Fertilitätspolitik in Österreich: Der beschwerliche Weg zum Wunschkind

Eine Frau hält ein Ultraschallbild eines Babys in Händen.
Immer mehr ungewollt kinderlose Paare möchten Fruchtbarkeitsbehandlungen in Anspruch nehmen, berichten Fachleute. Wie groß die Hürden zum Wunschbaby in Österreich und ganz Europa sind, zeigt eine neue Studie.

Trauer, Ohnmacht, Scham und Schuldgefühle: Es sind Emotionen wie diese, die mit einem unerfüllten Kinderwunsch verbunden sein können. Rund einer von sechs Menschen ist weltweit betroffen, allein in Europa sind es 25 Millionen. Wie gut sie versorgt sind, führt der eben veröffentlichte "Fertility Atlas" (deutsch: Fruchtbarkeitsatlas) vor Augen.

Durchwachsenes Zeugnis für Österreich

Bereits zum zweiten Mal hat das European Parliamentary Forum for Sexual & Reproductive Rights (EPF) zusammen mit Fertility Europe die Fertilitätspolitik von 49 Ländern verglichen.

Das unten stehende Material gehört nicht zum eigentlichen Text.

//! # Outbound Ports
//!
//! Dependencies the role registry requires from its environment.
//!
//! - `KeyValueStore`: persistence for participant records
//! - `TimeSource`: "now" for `verified_at`
//! - `EventPublisher`: where `ParticipantVerified` / `VerificationRevoked` go

pub use shared_bus::EventPublisher;
pub use shared_types::storage::KeyValueStore;
pub use shared_types::time::TimeSource;
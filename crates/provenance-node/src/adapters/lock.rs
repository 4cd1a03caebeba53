//! # Data Directory Lock
//!
//! Prevents two nodes from opening the same data directory. Uses `fs2` for
//! cross-platform file locking (flock on Unix, LockFile on Windows).

use std::fs::{File, OpenOptions};
use std::io::{self, Write};
use std::path::{Path, PathBuf};

use fs2::FileExt;
use thiserror::Error;

/// Errors from data directory locking.
#[derive(Debug, Error)]
pub enum LockError {
    /// Lock file could not be created.
    #[error("Failed to create lock file: {0}")]
    CreateFailed(#[source] io::Error),

    /// Directory is already locked by another process.
    #[error("Data directory already in use{} ({})", .pid.map(|p| format!(" by process {}", p)).unwrap_or_default(), .path.display())]
    AlreadyLocked {
        /// PID recorded by the holder, if readable.
        pid: Option<u32>,
        /// Lock file path.
        path: PathBuf,
    },

    /// Failed to write PID to lock file.
    #[error("Failed to write PID to lock file: {0}")]
    WriteFailed(#[source] io::Error),
}

/// Exclusive lock on a data directory.
///
/// Acquired on startup, released on drop.
pub struct DatabaseLock {
    /// Kept open to hold the lock.
    file: File,
    path: PathBuf,
    pid: u32,
}

impl DatabaseLock {
    /// Lock file name
    const LOCK_FILE: &'static str = "LOCK";

    /// Acquire an exclusive lock on `data_dir`, creating the directory if needed.
    ///
    /// # Errors
    ///
    /// Returns `LockError::AlreadyLocked` if another holder has the lock.
    pub fn acquire(data_dir: &Path) -> Result<Self, LockError> {
        std::fs::create_dir_all(data_dir).map_err(LockError::CreateFailed)?;
        let lock_path = data_dir.join(Self::LOCK_FILE);

        // No truncate here: the current holder's PID must survive a failed attempt.
        let mut file = OpenOptions::new()
            .create(true)
            .read(true)
            .write(true)
            .truncate(false)
            .open(&lock_path)
            .map_err(LockError::CreateFailed)?;

        if file.try_lock_exclusive().is_err() {
            return Err(LockError::AlreadyLocked {
                pid: Self::read_existing_pid(&lock_path),
                path: lock_path,
            });
        }

        let pid = std::process::id();
        file.set_len(0).map_err(LockError::WriteFailed)?;
        writeln!(file, "{}", pid).map_err(LockError::WriteFailed)?;
        file.sync_all().map_err(LockError::WriteFailed)?;

        tracing::info!("[storage] 🔒 Locked {}", lock_path.display());
        Ok(Self {
            file,
            path: lock_path,
            pid,
        })
    }

    /// PID of the process holding the lock.
    pub fn pid(&self) -> u32 {
        self.pid
    }

    /// Path to the lock file.
    pub fn path(&self) -> &Path {
        &self.path
    }

    fn read_existing_pid(path: &Path) -> Option<u32> {
        std::fs::read_to_string(path)
            .ok()
            .and_then(|s| s.trim().parse().ok())
    }
}

impl Drop for DatabaseLock {
    fn drop(&mut self) {
        let _ = FileExt::unlock(&self.file);
        let _ = std::fs::remove_file(&self.path);
    }
}

#[cfg(test)]
mod tests {
    use super::*;
    use tempfile::tempdir;

    #[test]
    fn test_lock_acquire_and_release() {
        let dir = tempdir().unwrap();
        let lock = DatabaseLock::acquire(dir.path()).unwrap();
        assert_eq!(lock.pid(), std::process::id());
        assert!(lock.path().exists());

        drop(lock);
        assert!(!dir.path().join("LOCK").exists());
    }

    #[test]
    fn test_second_lock_rejected() {
        let dir = tempdir().unwrap();
        let _held = DatabaseLock::acquire(dir.path()).unwrap();

        match DatabaseLock::acquire(dir.path()) {
            Err(LockError::AlreadyLocked { pid, .. }) => {
                assert_eq!(pid, Some(std::process::id()));
            }
            other => panic!("expected AlreadyLocked, got {:?}", other.map(|l| l.pid())),
        }
    }

    #[test]
    fn test_relock_after_release() {
        let dir = tempdir().unwrap();
        drop(DatabaseLock::acquire(dir.path()).unwrap());
        assert!(DatabaseLock::acquire(dir.path()).is_ok());
    }

    #[test]
    fn test_creates_missing_directory() {
        let dir = tempdir().unwrap();
        let nested = dir.path().join("a").join("b");
        let lock = DatabaseLock::acquire(&nested).unwrap();
        assert!(lock.path().starts_with(&nested));
    }
}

Österreich landet hinter Bulgarien und vor Island im Mittelfeld. Spitzenreiter sind Belgien und die Niederlande, Schlusslicht der Kosovo.

Bewertet wurden die Nationen unter anderem anhand der finanziellen Unterstützung für Betroffene, vorhandenen Behandlungsoptionen und allgemeinen gesetzlichen Regelungen. "Der Atlas misst nicht, wie fruchtbar die Menschen in einem Land sind, sondern, wie gut die politischen Rahmenbedingungen für unfruchtbare Personen sind", präzisiert Leonidas Galeridis vom EPF in einer Pressekonferenz am Mittwoch.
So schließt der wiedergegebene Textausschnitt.